SUPPLIED MATERIAL:
◆ ◆ ◆ ◆ ◆ ◆ ◆

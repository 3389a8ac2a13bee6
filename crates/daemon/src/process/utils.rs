use std::time::Duration;

use tokio::signal::unix::{signal, SignalKind};
use tokio::sync::watch;
use tokio::task::JoinHandle;

const REQUEST_GRACE_PERIOD: Duration = Duration::from_secs(10);

/// Spawns a task that listens for SIGINT and SIGTERM and sends a shutdown signal via a watch.
///
/// Returns the join handle, the sender (for programmatic shutdown), and the receiver.
pub fn graceful_shutdown_blocker(
) -> std::io::Result<(JoinHandle<()>, watch::Sender<()>, watch::Receiver<()>)> {
    let mut sigint = signal(SignalKind::interrupt())?;
    let mut sigterm = signal(SignalKind::terminate())?;

    let (tx, rx) = watch::channel(());
    let signal_tx = tx.clone();
    let mut programmatic_rx = rx.clone();

    let handle = tokio::spawn(async move {
        tokio::select! {
            _ = sigint.recv() => {
                tracing::debug!("gracefully exiting immediately on SIGINT");
            }
            _ = sigterm.recv() => {
                tokio::time::sleep(REQUEST_GRACE_PERIOD).await;
                tracing::debug!("initiating graceful shutdown with delay on SIGTERM");
            }
            _ = programmatic_rx.changed() => {
                tracing::debug!("shutdown requested");
                return;
            }
        }

        let _ = signal_tx.send(());
    });

    Ok((handle, tx, rx))
}

/// Registers a panic hook that logs panics using the `tracing` crate
pub fn register_panic_logger() {
    std::panic::set_hook(Box::new(|panic| match panic.location() {
        Some(loc) => {
            tracing::error!(
                message = %panic,
                panic.file = loc.file(),
                panic.line = loc.line(),
                panic.column = loc.column(),
            );
        }
        None => tracing::error!(message = %panic),
    }));
}

pub fn report_build_info() {
    let build = common::prelude::build_info();

    tracing::info!(
        build_profile = ?build.build_profile,
        features = ?build.build_features,
        version = ?build.version,
        "service starting up"
    );
}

◆ ◆ ◆ ◆ ◆ ◆ ◆

YOUR GOAL:
Exact transcription of the records is all that is wanted.

EXPECTED ANSWER:
repository 3389a8ac2a13bee6
filename crates/daemon/src/process/utils.rs
use std::time::Duration;

use tokio::signal::unix::{signal, SignalKind};
use tokio::sync::watch;
use tokio::task::JoinHandle;

const REQUEST_GRACE_PERIOD: Duration = Duration::from_secs(10);

/// Spawns a task that listens for SIGINT and SIGTERM and sends a shutdown signal via a watch.
///
/// Returns the join handle, the sender (for programmatic shutdown), and the receiver.
pub fn graceful_shutdown_blocker(
) -> std::io::Result<(JoinHandle<()>, watch::Sender<()>, watch::Receiver<()>)> {
    let mut sigint = signal(SignalKind::interrupt())?;
    let mut sigterm = signal(SignalKind::terminate())?;

    let (tx, rx) = watch::channel(());
    let signal_tx = tx.clone();
    let mut programmatic_rx = rx.clone();

    let handle = tokio::spawn(async move {
        tokio::select! {
            _ = sigint.recv() => {
                tracing::debug!("gracefully exiting immediately on SIGINT");
            }
            _ = sigterm.recv() => {
                tokio::time::sleep(REQUEST_GRACE_PERIOD).await;
                tracing::debug!("initiating graceful shutdown with delay on SIGTERM");
            }
            _ = programmatic_rx.changed() => {
                tracing::debug!("shutdown requested");
                return;
            }
        }

        let _ = signal_tx.send(());
    });

    Ok((handle, tx, rx))
}

/// Registers a panic hook that logs panics using the `tracing` crate
pub fn register_panic_logger() {
    std::panic::set_hook(Box::new(|panic| match panic.location() {
        Some(loc) => {
            tracing::error!(
                message = %panic,
                panic.file = loc.file(),
                panic.line = loc.line(),
                panic.column = loc.column(),
            );
        }
        None => tracing::error!(message = %panic),
    }));
}

pub fn report_build_info() {
    let build = common::prelude::build_info();

    tracing::info!(
        build_profile = ?build.build_profile,
        features = ?build.build_features,
        version = ?build.version,
        "service starting up"
    );
}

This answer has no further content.